▶ _ACTIVITY_:
The listing that follows should be reproduced exactly, line for line.

▶ _GIVEN DATA_:
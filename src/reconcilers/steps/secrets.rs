//! Preservation of the credentials needed to restore a backup

use async_trait::async_trait;
use tracing::info;

use crate::adapters::{secrets_snapshot, secrets_snapshot_name, Applied};
use crate::control::{BackupContext, Outcome, Step};
use crate::error::Error;

/// Copy the XStore account secret into a secret owned by the backup
pub struct SaveXStoreSecrets;

#[async_trait]
impl Step for SaveXStoreSecrets {
    fn name(&self) -> &'static str {
        "SaveXStoreSecrets"
    }

    async fn execute(&self, ctx: &mut BackupContext) -> Outcome {
        if ctx.status().secrets_snapshot_ref.is_some() {
            return Outcome::Continue;
        }

        let source_name = ctx.backup().account_secret_name().to_string();
        let source = match ctx
            .control_plane()
            .get_secret(ctx.namespace(), &source_name)
            .await
        {
            Ok(Some(secret)) => secret,
            Ok(None) => {
                return Outcome::fail(Error::SecretNotFound(format!(
                    "{}/{}",
                    ctx.namespace(),
                    source_name
                )))
            }
            Err(e) => return Outcome::Fail(e),
        };

        let snapshot = secrets_snapshot(ctx.backup(), ctx.namespace(), &source, ctx.owner_reference());
        let snapshot_name = secrets_snapshot_name(ctx.name());
        match ctx.control_plane().create_secret(ctx.namespace(), snapshot).await {
            Ok(Applied::Created) => {
                info!(
                    name = %ctx.name(),
                    source = %source_name,
                    snapshot = %snapshot_name,
                    "Saved XStore account secret"
                );
            }
            Ok(Applied::Existing) => {}
            Err(e) => return Outcome::Fail(e),
        }

        ctx.set_secrets_snapshot_ref(snapshot_name).into()
    }
}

▶ _ANSWER TO THIS EXERCISE_:
filename src/reconcilers/steps/secrets.rs
//! Preservation of the credentials needed to restore a backup

use async_trait::async_trait;
use tracing::info;

use crate::adapters::{secrets_snapshot, secrets_snapshot_name, Applied};
use crate::control::{BackupContext, Outcome, Step};
use crate::error::Error;

/// Copy the XStore account secret into a secret owned by the backup
pub struct SaveXStoreSecrets;

#[async_trait]
impl Step for SaveXStoreSecrets {
    fn name(&self) -> &'static str {
        "SaveXStoreSecrets"
    }

    async fn execute(&self, ctx: &mut BackupContext) -> Outcome {
        if ctx.status().secrets_snapshot_ref.is_some() {
            return Outcome::Continue;
        }

        let source_name = ctx.backup().account_secret_name().to_string();
        let source = match ctx
            .control_plane()
            .get_secret(ctx.namespace(), &source_name)
            .await
        {
            Ok(Some(secret)) => secret,
            Ok(None) => {
                return Outcome::fail(Error::SecretNotFound(format!(
                    "{}/{}",
                    ctx.namespace(),
                    source_name
                )))
            }
            Err(e) => return Outcome::Fail(e),
        };

        let snapshot = secrets_snapshot(ctx.backup(), ctx.namespace(), &source, ctx.owner_reference());
        let snapshot_name = secrets_snapshot_name(ctx.name());
        match ctx.control_plane().create_secret(ctx.namespace(), snapshot).await {
            Ok(Applied::Created) => {
                info!(
                    name = %ctx.name(),
                    source = %source_name,
                    snapshot = %snapshot_name,
                    "Saved XStore account secret"
                );
            }
            Ok(Applied::Existing) => {}
            Err(e) => return Outcome::Fail(e),
        }

        ctx.set_secrets_snapshot_ref(snapshot_name).into()
    }
}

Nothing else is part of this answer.